AWS LBC cannot delete Security Groups it creates

[johngmyers]

/kind bug

1. What kops version are you running? The command kops version, will display this information.

master branch. Broken code appears to be in release-1.23 branch as well

2. What Kubernetes version are you running? kubectl version will print the version if a cluster is running or provide the Kubernetes version specified as a kops flag.

1.21.7

3. What cloud provider are you using?

AWS

4. What commands did you run? What is the simplest way to reproduce this issue?

Examine the kops-aws-aws-load-balancer-controller e2e test.

Alternatively:

1. Create a cluster with the AWS Load Balancer controller.
2. Create an Ingress backed by an ALB.
3. Delete the ingress

5. What happened after the commands executed?

The ALB controller is unable to delete the "k8s-traffic-" ingress for the ALB due to lack of IAM permissions. This is because the security group is missing the KubernetesCluster tag.

6. What did you expect to happen?

Security group is tagged with the tags that kOps passed AWS LBC through the default-tags flag. LBC is able to delete the security groups it creates.

7. Please provide your cluster manifest. Execute kops get --name my.example.com -o yaml to display your cluster manifest. You may want to remove your cluster name and other sensitive information.

8. Please run the commands with most verbose logging by adding the -v 10 flag. Paste the logs into this report, or in a gist and provide the gist link here.
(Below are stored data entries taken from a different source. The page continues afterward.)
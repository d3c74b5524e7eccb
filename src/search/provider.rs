// Copyright (c) 2025 Fabstir
// SPDX-License-Identifier: BUSL-1.1
//! Search provider trait definition

use async_trait::async_trait;

use super::types::{SearchError, SearchOptions, SearchResult};

/// Trait for implementing search providers
///
/// Providers translate [`SearchOptions`] into their own request shape. The
/// options are borrowed immutably; `SearchOptions::default()` must be accepted.
#[async_trait]
pub trait SearchProvider: Send + Sync {
    /// Perform a web search
    ///
    /// # Arguments
    /// * `query` - The search query string
    /// * `options` - Per-call options
    ///
    /// # Returns
    /// Results in provider order, or an error. An empty vector is a success.
    async fn search(
        &self,
        query: &str,
        options: &SearchOptions,
    ) -> Result<Vec<SearchResult>, SearchError>;

    /// Get the provider name for logging
    fn name(&self) -> &'static str;

    /// Get provider priority (lower = preferred)
    ///
    /// Default priority is 100. Providers with lower priority
    /// are tried first during fallback.
    fn priority(&self) -> u8 {
        100
    }
}
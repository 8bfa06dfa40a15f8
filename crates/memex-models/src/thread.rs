//! Thread model for conversation persistence.

use chrono::{DateTime, Utc};
use serde::{Deserialize, Serialize};

use crate::message::Message;
use crate::metadata::Metadata;

/// A named, ordered conversation.
///
/// A thread exclusively owns its messages. `messages` is kept sorted by
/// `created_at`, with insertion order breaking ties.
#[derive(Debug, Clone, PartialEq, Serialize, Deserialize)]
pub struct Thread {
    pub id: String,
    #[serde(default)]
    pub messages: Vec<Message>,
    #[serde(default)]
    pub metadata: Metadata,
    pub created_at: DateTime<Utc>,
    pub updated_at: DateTime<Utc>,
}

impl Thread {
    /// Create an empty thread with a generated id.
    pub fn new() -> Self {
        Self::with_id(uuid::Uuid::new_v4().to_string())
    }

    /// Create an empty thread with a caller-supplied id.
    pub fn with_id(id: impl Into<String>) -> Self {
        let now = Utc::now();
        Self {
            id: id.into(),
            messages: Vec::new(),
            metadata: Metadata::new(),
            created_at: now,
            updated_at: now,
        }
    }

    pub fn with_metadata(mut self, metadata: Metadata) -> Self {
        self.metadata = metadata;
        self
    }

    /// Append a message and bump `updated_at`.
    pub fn add_message(&mut self, message: Message) {
        if message.created_at > self.updated_at {
            self.updated_at = message.created_at;
        }
        self.messages.push(message);
    }

    /// Earliest timestamp a new message may carry without breaking ordering.
    ///
    /// Clamps `now` to the last message's timestamp so a clock that stepped
    /// backwards never produces an out-of-order thread.
    pub fn next_timestamp(&self, now: DateTime<Utc>) -> DateTime<Utc> {
        match self.messages.last() {
            Some(last) if last.created_at > now => last.created_at,
            _ => now,
        }
    }

    /// Drop the oldest messages so at most `max` remain.
    pub fn retain_recent(&mut self, max: usize) {
        if self.messages.len() > max {
            let excess = self.messages.len() - max;
            self.messages.drain(..excess);
        }
    }

    pub fn message_count(&self) -> usize {
        self.messages.len()
    }

    pub fn is_empty(&self) -> bool {
        self.messages.is_empty()
    }

    pub fn last_message(&self) -> Option<&Message> {
        self.messages.last()
    }

    /// Whether messages are ordered by `created_at` (non-decreasing).
    pub fn is_chronological(&self) -> bool {
        self.messages
            .windows(2)
            .all(|pair| pair[0].created_at <= pair[1].created_at)
    }
}

impl Default for Thread {
    fn default() -> Self {
        Self::new()
    }
}
//! Context-selection algorithm contract.

use memex_models::{Message, Thread};

use crate::error::Result;

/// Pluggable policy deciding which messages reach a model call and how
/// thread metadata evolves as messages are appended.
///
/// Both hooks are synchronous and must not block on external resources.
pub trait HistoryAlgorithm: Send + Sync {
    /// Stable algorithm name for diagnostics.
    fn name(&self) -> &'static str;

    /// Select the context window from the full, chronologically ordered
    /// message list. Must be deterministic and must not reorder messages.
    fn select_window(&self, messages: &[Message]) -> Vec<Message>;

    /// Update `thread.metadata` after `new_message` has been appended.
    ///
    /// Implementations must not remove or reorder messages. Only
    /// configuration problems are reported as errors.
    fn post_process(&self, thread: &mut Thread, new_message: &Message) -> Result<()>;
}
9. Anything else do we need to know?

Introduced by #12920.

Filed upstream as kubernetes-sigs/aws-load-balancer-controller#2424

[hakman]

IMO, anything related to LBC should not block anything. If you want, we can revert the commit in 1.23.

[olemarkus]

We can't ship a broken addon. But we can revert the upgrade. We are still waiting for a few other addons so there is time if upstream moves fast.

[hakman]

We don't want to ship a broken addon, but this is already broken. It doesn't work at all for k8s 1.22+ and we still ship it. We can also make ec2:DeleteSecurityGroup to unconditional action.

[johngmyers]

Not working at all for k8s 1.22+ is not "broken". It still worked for k8s 1.21 and earlier. With this issue it stopped working for k8s 1.21 and earlier.

I don't think we should open up the RBAC. We could change the condition to use their tag, but the controller would still be failing to tag the SG with the admin-provided tags.

[hakman]

I still see it as "broken". I don't mind reverting the update. I don't mind even removing it from the kOps addons.

[justinsb]

@olemarkus mentioned that the new version of LBC has been merged so can we close this?

[johngmyers]

This can probably be closed, but I can't test it right now.